An origami crane is one of only two things I can fold in the world of origami art. I remember being quite pleased with myself when I finally managed to make it to the end of a set of origami instructions and actually had the object before me as it was supposed to look like. For some reason, I always find I get half way through the instructions, and suddenly I just seem to be missing a step, and cannot figure out how to get my piece of paper with random folds in it to look like the beautiful art in the picture.

Yet cranes I can make. I learnt in high school, and after I knew how to do it, I found myself making them at all times of the day, with scraps of paper I just found lying around. When I was bored in class, or needed to help myself concentrate, I would sit and fold a few cranes at the same time, lining them up along the edge of my desk.

I ended up finding cranes everywhere. In my pencil case, at the bottom of my bag, on my bookshelves. There’s a famous Japanese legend, where it is believed that if someone folds a thousand paper cranes they will be granted a wish by the gods. You’re supposed to keep all of the cranes that you make, and I always imagined tying each individual crane to the tree outside my house. I can still see that image in my mind now, and the sight of a thousand cranes fluttering in the breeze, covering the tree like spring blossom.

This collection of cranes I found again when I came home for Christmas, just sitting in a pot on my bedroom windowsill. Yet I often gave most of the cranes that I made away to other people who were with me at the time. I was more interested in the process rather than the finished thing, and that was my interpretation of the legend. I originally heard that you would be blessed by the gods, rather than granted a wish, and as with all legends there are multiple versions. In my version, the blessing was patience, and the peace that comes with it. I always thought that to sit and make a thousand cranes would bring anyone patience, if they managed it.

So to fold origami cranes was a form a relaxation for me. Origami is a fascinating art.
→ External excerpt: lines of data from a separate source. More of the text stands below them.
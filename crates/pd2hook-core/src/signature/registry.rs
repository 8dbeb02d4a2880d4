//! Signature registry and the one-shot search pass.

use std::sync::atomic::{AtomicBool, Ordering};
use std::sync::{Mutex, OnceLock, PoisonError};

use serde::Serialize;
use tracing::{debug, info, warn};

use super::{Pattern, find_position};
use crate::error::{Error, Result};
use crate::memory::{CodeRegion, HostModule};
use crate::symbol::SlotHandle;

/// A pending request to locate a function by signature.
#[derive(Debug)]
pub struct SignatureRequest {
    pub name: String,
    pub pattern: Pattern,
    /// Displacement from the match start to the reported address
    pub offset: isize,
    pub target: SlotHandle,
}

/// Outcome of a single request.
#[derive(Debug, Clone, PartialEq, Eq, Serialize)]
pub struct SignatureResolution {
    pub name: String,
    pub pattern: String,
    pub address: Option<usize>,
}

impl SignatureResolution {
    pub fn is_resolved(&self) -> bool {
        self.address.is_some()
    }
}

/// Per-request results of a search, in registration order.
#[derive(Debug, Clone, Default, Serialize)]
pub struct SearchReport {
    pub base_address: usize,
    pub size: usize,
    pub entries: Vec<SignatureResolution>,
}

impl SearchReport {
    pub fn get(&self, name: &str) -> Option<&SignatureResolution> {
        self.entries.iter().find(|entry| entry.name == name)
    }

    pub fn resolved(&self) -> impl Iterator<Item = &SignatureResolution> {
        self.entries.iter().filter(|entry| entry.is_resolved())
    }

    pub fn unresolved(&self) -> impl Iterator<Item = &SignatureResolution> {
        self.entries.iter().filter(|entry| !entry.is_resolved())
    }

    pub fn resolved_count(&self) -> usize {
        self.resolved().count()
    }

    pub fn is_complete(&self) -> bool {
        self.entries.iter().all(SignatureResolution::is_resolved)
    }
}

/// Collects signature requests and resolves all of them in a single pass.
///
/// Requests are recorded with [`register`](Self::register) and scanned in
/// registration order by [`search`](Self::search). The search runs at most
/// once; a second call fails with [`Error::SearchAlreadyPerformed`] so that
/// slots already captured by a detour are never rewritten.
#[derive(Debug, Default)]
pub struct SignatureRegistry {
    requests: Mutex<Vec<SignatureRequest>>,
    searched: AtomicBool,
    report: OnceLock<SearchReport>,
}

impl SignatureRegistry {
    pub fn new() -> Self {
        Self::default()
    }

    /// Record a request. Fails once the search has been performed.
    pub fn register(
        &self,
        name: impl Into<String>,
        target: impl Into<SlotHandle>,
        pattern: Pattern,
        offset: isize,
    ) -> Result<()> {
        let name = name.into();
        if self.is_searched() {
            warn!("Signature '{}' registered after search; ignoring", name);
            return Err(Error::SearchAlreadyPerformed);
        }

        debug!("Registered signature '{}': {} (offset {})", name, pattern, offset);
        self.lock().push(SignatureRequest {
            name,
            pattern,
            offset,
            target: target.into(),
        });
        Ok(())
    }

    /// Record a request given as raw bytes plus a parallel boolean mask.
    pub fn register_masked(
        &self,
        name: impl Into<String>,
        target: impl Into<SlotHandle>,
        signature: &[u8],
        mask: &[bool],
        offset: isize,
    ) -> Result<()> {
        let name = name.into();
        let pattern = Pattern::new(signature, mask).inspect_err(|e| {
            warn!("Rejected signature '{}': {}", name, e);
        })?;
        self.register(name, target, pattern, offset)
    }

    pub fn len(&self) -> usize {
        self.lock().len()
    }

    pub fn is_empty(&self) -> bool {
        self.lock().is_empty()
    }

    pub fn is_searched(&self) -> bool {
        self.searched.load(Ordering::Acquire)
    }

    /// Report of the completed search, if any.
    pub fn report(&self) -> Option<&SearchReport> {
        self.report.get()
    }

    /// Resolve every request against the main module of the current process.
    pub fn search(&self) -> Result<SearchReport> {
        let module = HostModule::current()?;
        self.search_in(&module)
    }

    /// Resolve every request against `region`.
    ///
    /// Unmatched requests leave their slot empty and are logged; they never
    /// abort the pass.
    pub fn search_in<R: CodeRegion + ?Sized>(&self, region: &R) -> Result<SearchReport> {
        if self.searched.swap(true, Ordering::AcqRel) {
            return Err(Error::SearchAlreadyPerformed);
        }

        let requests = std::mem::take(&mut *self.lock());
        let base = region.base_address();
        let haystack = region.bytes();

        info!(
            "Searching {} signatures in module at {:#x} ({:#x} bytes)",
            requests.len(),
            base,
            haystack.len()
        );

        let mut report = SearchReport {
            base_address: base,
            size: haystack.len(),
            entries: Vec::with_capacity(requests.len()),
        };

        for request in requests {
            let address = resolve_request(&request, base, haystack);
            report.entries.push(SignatureResolution {
                name: request.name,
                pattern: request.pattern.to_string(),
                address,
            });
        }

        let resolved = report.resolved_count();
        if resolved == report.entries.len() {
            info!("Signature search complete: {}/{} resolved", resolved, resolved);
        } else {
            warn!(
                "Signature search complete: {}/{} resolved",
                resolved,
                report.entries.len()
            );
        }

        let _ = self.report.set(report.clone());
        Ok(report)
    }

    fn lock(&self) -> std::sync::MutexGuard<'_, Vec<SignatureRequest>> {
        self.requests.lock().unwrap_or_else(PoisonError::into_inner)
    }
}

fn resolve_request(request: &SignatureRequest, base: usize, haystack: &[u8]) -> Option<usize> {
    let Some(position) = find_position(haystack, &request.pattern) else {
        warn!("Signature '{}' not found", request.name);
        return None;
    };

    let address = base
        .wrapping_add(position)
        .wrapping_add_signed(request.offset);

    if !request.target.resolve(address) {
        warn!(
            "Signature '{}' matched at {:#x} but its slot was not written (already resolved: {:?})",
            request.name,
            address,
            request.target.address()
        );
        return None;
    }

    debug!("Signature '{}' resolved to {:#x}", request.name, address);
    Some(address)
}

#[cfg(test)]
mod tests {
    use super::*;
    use crate::memory::BufferRegion;
    use crate::symbol::{AddressSlot, FunctionSlot, SlotTarget};
    use std::sync::Arc;

    fn region() -> BufferRegion {
        BufferRegion::new(
            0x40_0000,
            vec![
                0xCC, 0xCC, 0x55, 0x8B, 0xEC, 0x83, 0xEC, 0x10, // 0x00
                0xCC, 0xCC, 0xAA, 0x00, 0xCC, 0xAA, 0x11, 0xCC, // 0x08
                0xE8, 0x12, 0x34, 0x56, 0x78, 0xC3, 0xCC, 0xCC, // 0x10
            ],
        )
    }

    fn slot(name: &str) -> Arc<AddressSlot> {
        Arc::new(AddressSlot::new(name))
    }

    #[test]
    fn test_search_resolves_each_request() {
        let registry = SignatureRegistry::new();
        let prologue = slot("prologue");
        let call = slot("call");

        registry
            .register("prologue", Arc::clone(&prologue), "55 8B EC".parse().unwrap(), 0)
            .unwrap();
        registry
            .register("call", Arc::clone(&call), "E8 ?? ?? ?? ?? C3".parse().unwrap(), 1)
            .unwrap();
        assert_eq!(registry.len(), 2);

        let report = registry.search_in(&region()).unwrap();
        assert!(report.is_complete());
        assert_eq!(prologue.address(), Some(0x40_0002));
        assert_eq!(call.address(), Some(0x40_0011));
        assert_eq!(report.get("call").unwrap().address, Some(0x40_0011));
    }

    #[test]
    fn test_missing_signature_does_not_block_others() {
        let registry = SignatureRegistry::new();
        let missing = slot("missing");
        let present = slot("present");

        registry
            .register("missing", Arc::clone(&missing), "DE AD BE EF".parse().unwrap(), 0)
            .unwrap();
        registry
            .register_masked(
                "present",
                Arc::clone(&present),
                &[0xAA, 0x00, 0xCC],
                &[true, false, true],
                0,
            )
            .unwrap();

        let report = registry.search_in(&region()).unwrap();
        assert!(!report.is_complete());
        assert_eq!(missing.address(), None);
        assert_eq!(present.address(), Some(0x40_000A));

        let unresolved: Vec<_> = report.unresolved().map(|e| e.name.as_str()).collect();
        assert_eq!(unresolved, vec!["missing"]);
        assert_eq!(report.resolved_count(), 1);
    }

    #[test]
    fn test_report_preserves_registration_order() {
        let registry = SignatureRegistry::new();
        for (name, pattern) in [("c", "C3"), ("a", "AA"), ("b", "BB")] {
            registry
                .register(name, slot(name), pattern.parse().unwrap(), 0)
                .unwrap();
        }

        let report = registry.search_in(&region()).unwrap();
        let names: Vec<_> = report.entries.iter().map(|e| e.name.as_str()).collect();
        assert_eq!(names, vec!["c", "a", "b"]);
    }

    #[test]
    fn test_negative_offset() {
        let registry = SignatureRegistry::new();
        let target = slot("before_sub");
        registry
            .register("before_sub", Arc::clone(&target), "83 EC 10".parse().unwrap(), -3)
            .unwrap();

        registry.search_in(&region()).unwrap();
        assert_eq!(target.address(), Some(0x40_0002));
    }

    #[test]
    fn test_second_search_is_rejected() {
        let registry = SignatureRegistry::new();
        registry
            .register("prologue", slot("prologue"), "55 8B EC".parse().unwrap(), 0)
            .unwrap();

        registry.search_in(&region()).unwrap();
        assert!(registry.is_searched());
        assert!(registry.report().is_some());
        assert!(matches!(
            registry.search_in(&region()),
            Err(Error::SearchAlreadyPerformed)
        ));
        assert!(matches!(
            registry.register("late", slot("late"), "55".parse().unwrap(), 0),
            Err(Error::SearchAlreadyPerformed)
        ));
    }

    #[test]
    fn test_requests_are_consumed_by_search() {
        let registry = SignatureRegistry::new();
        registry
            .register("prologue", slot("prologue"), "55 8B EC".parse().unwrap(), 0)
            .unwrap();
        registry.search_in(&region()).unwrap();
        assert!(registry.is_empty());
        assert_eq!(registry.report().unwrap().entries.len(), 1);
    }

    #[test]
    fn test_mask_mismatch_is_rejected_at_registration() {
        let registry = SignatureRegistry::new();
        let err = registry
            .register_masked("bad", slot("bad"), &[0xAA, 0xBB], &[true], 0)
            .unwrap_err();
        assert!(err.is_signature_error());
        assert!(registry.is_empty());
    }

    #[test]
    fn test_typed_static_slot() {
        static PROLOGUE: FunctionSlot<unsafe extern "C" fn(i32) -> i32> =
            FunctionSlot::new("prologue_typed");

        let registry = SignatureRegistry::new();
        registry
            .register("prologue_typed", &PROLOGUE, "55 8B EC".parse().unwrap(), 0)
            .unwrap();
        registry.search_in(&region()).unwrap();

        assert_eq!(PROLOGUE.address(), Some(0x40_0002));
    }

    #[test]
    fn test_same_slot_registered_twice_keeps_first() {
        let registry = SignatureRegistry::new();
        let target = slot("dup");
        registry
            .register("first", Arc::clone(&target), "55 8B EC".parse().unwrap(), 0)
            .unwrap();
        registry
            .register("second", Arc::clone(&target), "E8".parse().unwrap(), 0)
            .unwrap();

        let report = registry.search_in(&region()).unwrap();
        assert_eq!(target.address(), Some(0x40_0002));
        assert_eq!(report.get("second").unwrap().address, None);
    }

    #[test]
    fn test_host_search_without_module_leaves_registry_usable() {
        // Off Windows there is no host module; the failed lookup must not
        // consume the single search.
        let registry = SignatureRegistry::new();
        if registry.search().is_err() {
            assert!(!registry.is_searched());
            assert!(registry.search_in(&region()).is_ok());
        }
    }
}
It feels magical to take a piece of flat, square paper, and fold it in so many ways to finally end up with an intricate little sculpture, of a crane or a butterfly or a flower. I have a friend who made me a rainbow of butterflies, all slightly different in their detail, which I then sewed together and they are now strung up in my room in Durham. It’s the details in them that I love.

And like all art forms, the process is just as important as the finished piece. For me, once I mastered the folding of cranes, it became a therapeutic process of silence and reflection in the steps toward creation. As my hands work busily to fold the paper, my mind wanders into other worlds. It’s like the colouring books that have become so popular, just another example of the usefulness of art.

Now, as I look to the new year we have just entered, I see a lot of uncertainty, stress, and change. There’s a lot that I have to do, a lot of things that are still unknown, and I need something to focus on, something to calm me down in those stressful moments. So perhaps, for my New Year’s resolution, I will practise my patience and start my old habit again, finding peace as I fold a thousand cranes.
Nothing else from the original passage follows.